Consider the unsupervised classification problem in random hypergraphs under the non-uniform \emph{Hypergraph Stochastic Block Model} (HSBM) with two equal-sized communities ($n/2$), where each edge appears independently with some probability depending only on the labels of its vertices. In this paper, an \emph{information-theoretical} threshold for strong consistency is established. Below the threshold, every algorithm would misclassify at least two vertices with high probability, and the expected \emph{mismatch ratio} of the eigenvector estimator is upper bounded by $n$ to the power of minus the threshold. On the other hand, when above the threshold, despite the information loss induced by tensor contraction, one-stage spectral algorithms assign every vertex correctly with high probability when only given the contracted adjacency matrix, even if \emph{semidefinite programming} (SDP) fails in some scenarios. Moreover, strong consistency is achievable by aggregating information from all uniform layers, even if it is impossible when each layer is considered alone.
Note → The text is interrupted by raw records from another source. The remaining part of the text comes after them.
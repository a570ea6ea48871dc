use super::FamilyAdapter;
use crate::config::ProviderType;

pub struct ToncenterAdapter;

impl FamilyAdapter for ToncenterAdapter {
    fn provider_type(&self) -> ProviderType {
        ProviderType::Toncenter
    }
}
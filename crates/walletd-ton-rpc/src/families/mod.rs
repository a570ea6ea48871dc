//! Per-family provider adapters (auth headers, credential
//! validation). The URL-shape rules themselves live in
//! [`crate::normalizer`] since that module must stay pure and total; this
//! module is where family-specific *policy* — which headers to send,
//! whether a credential is mandatory — lives.

mod chainstack;
mod custom;
mod getblock;
mod onfinality;
mod orbs;
mod quicknode;
mod tatum;
mod toncenter;

use crate::config::ProviderType;
use crate::registry::ResolvedProvider;

/// A family adapter knows how to build request headers and validate that
/// a resolved provider has what it needs before a probe is attempted.
pub trait FamilyAdapter: Send + Sync {
    fn provider_type(&self) -> ProviderType;

    /// Headers to attach to the JSON-RPC POST, given the provider's
    /// materialized API key (if any).
    fn build_headers(&self, provider: &ResolvedProvider) -> Vec<(&'static str, String)> {
        crate::normalizer::build_headers(self.provider_type(), provider.api_key.as_deref())
    }

    /// Fail fast with a human-readable cause when a mandatory credential
    /// is missing, rather than letting the probe go out and bounce off a
    /// 401/403. Most families have no mandatory credential.
    fn validate_credentials(&self, _provider: &ResolvedProvider) -> Result<(), String> {
        Ok(())
    }
}

/// Look up the adapter for a provider type. Ankr/Tonhub share `custom`'s
/// adapter, consistent with normalization.
pub fn adapter_for(provider_type: ProviderType) -> &'static dyn FamilyAdapter {
    match provider_type {
        ProviderType::Toncenter => &toncenter::ToncenterAdapter,
        ProviderType::Chainstack => &chainstack::ChainstackAdapter,
        ProviderType::Quicknode => &quicknode::QuicknodeAdapter,
        ProviderType::Getblock => &getblock::GetblockAdapter,
        ProviderType::Tatum => &tatum::TatumAdapter,
        ProviderType::Onfinality => &onfinality::OnfinalityAdapter,
        ProviderType::Orbs => &orbs::OrbsAdapter,
        ProviderType::Custom | ProviderType::Ankr | ProviderType::Tonhub => &custom::CustomAdapter,
    }
}

pub use onfinality::OnfinalityAdapter;
pub use orbs::{HttpOrbsDiscovery, OrbsAdapter, OrbsDiscovery};
//! Conceptual error taxonomy, classified from an optional HTTP status
//! plus a message, preferring the status code and falling back to
//! substring matching — the same two-tier approach
//! `walletd_resilience::retry_policy::HttpRetryClassifier` uses for retry
//! decisions, generalized to the richer kind set this crate needs.

use thiserror::Error;

/// Manager-level initialization failure.
#[derive(Debug, Error)]
pub enum ManagerError {
    #[error("manager used before init() completed")]
    NotInitialized,
    #[error(transparent)]
    Config(#[from] crate::config::ConfigError),
}

/// Conceptual classification of a failed probe or caller-reported error.
/// Not a `std::error::Error` itself — it tags an underlying failure so
/// the health checker and rate limiter can react appropriately.
#[derive(Debug, Clone, Copy, PartialEq, Eq)]
pub enum ErrorClass {
    RateLimited,
    PermanentEndpointError,
    TransientServerError,
    Timeout,
    Malformed,
    BrowserIncompatible,
    Unknown,
}

const CORS_SUBSTRINGS: &[&str] = &[
    "cors",
    "access-control",
    "x-ton-client-version",
    "blocked by cors policy",
    "not allowed by access-control-allow-headers",
];

/// Classify a failure. `status` is the HTTP status code if the transport
/// exposed one; `message` is whatever human-readable text is available.
/// Status code takes precedence; substring matching is the fallback for
/// transports that don't expose a status (timeouts, aborted connections,
/// browser `fetch` rejections).
pub fn classify(status: Option<u16>, message: &str) -> ErrorClass {
    if is_cors(message) {
        return ErrorClass::BrowserIncompatible;
    }

    if let Some(code) = status {
        if code == 429 {
            return ErrorClass::RateLimited;
        }
        if code == 404 || code == 401 || code == 403 {
            return ErrorClass::PermanentEndpointError;
        }
        if code == 502 || code == 503 {
            return ErrorClass::TransientServerError;
        }
        if (500..600).contains(&code) {
            return ErrorClass::TransientServerError;
        }
    }

    let lower = message.to_ascii_lowercase();
    if lower.contains("429") || lower.contains("rate limit") || lower.contains("too many requests")
    {
        return ErrorClass::RateLimited;
    }
    if lower.contains("timeout") || lower.contains("abort") || lower.contains("deadline") {
        return ErrorClass::Timeout;
    }
    if lower.contains("404") || lower.contains("not found") {
        return ErrorClass::PermanentEndpointError;
    }
    if lower.contains("401") || lower.contains("403") || lower.contains("unauthorized") {
        return ErrorClass::PermanentEndpointError;
    }
    if lower.contains("502")
        || lower.contains("503")
        || lower.contains("bad gateway")
        || lower.contains("backend error")
        || lower.contains("service unavailable")
    {
        return ErrorClass::TransientServerError;
    }
    if lower.contains("invalid seqno")
        || lower.contains("unknown envelope")
        || lower.contains("invalid json")
        || lower.contains("malformed")
    {
        return ErrorClass::Malformed;
    }

    ErrorClass::Unknown
}

fn is_cors(message: &str) -> bool {
    let lower = message.to_ascii_lowercase();
    CORS_SUBSTRINGS.iter().any(|needle| lower.contains(needle))
}

#[cfg(test)]
mod tests {
    use super::*;

    #[test]
    fn status_code_wins_over_message_text() {
        assert_eq!(classify(Some(429), "ok"), ErrorClass::RateLimited);
        assert_eq!(classify(Some(404), "ok"), ErrorClass::PermanentEndpointError);
        assert_eq!(classify(Some(503), "ok"), ErrorClass::TransientServerError);
    }

    #[test]
    fn falls_back_to_substrings_without_a_status() {
        assert_eq!(classify(None, "Too Many Requests"), ErrorClass::RateLimited);
        assert_eq!(
            classify(None, "upstream bad gateway"),
            ErrorClass::TransientServerError
        );
        assert_eq!(classify(None, "request timeout"), ErrorClass::Timeout);
    }

    #[test]
    fn cors_wins_regardless_of_status() {
        assert_eq!(
            classify(Some(500), "blocked by CORS policy"),
            ErrorClass::BrowserIncompatible
        );
    }

    #[test]
    fn bare_network_error_is_not_cors() {
        assert_eq!(classify(None, "network error"), ErrorClass::Unknown);
    }

    #[test]
    fn unrecognized_text_is_unknown() {
        assert_eq!(classify(None, "the sky is falling"), ErrorClass::Unknown);
    }
}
Our conclusions are supported by both theoretical analysis and numerical experiments.

翻译：考虑非均匀超图随机块模型下随机超图的无监督分类问题，其中包含两个规模相等的社区（n/2），每条边以仅依赖于其顶点标签的概率独立出现。本文建立了强一致性的信息论阈值。低于该阈值时，任何算法都会以高概率至少错分两个顶点，且特征向量估计器的期望错分率上限为n的负阈值次幂。另一方面，当高于阈值时，尽管张量收缩导致信息损失，但仅基于收缩邻接矩阵的一阶段谱算法能够以高概率正确分类所有顶点，即使半定规划在某些场景下失效。此外，即使单独考虑每个均匀层时无法实现强一致性，通过聚合所有均匀层的信息也可达成该目标。理论分析与数值实验均支持本文结论。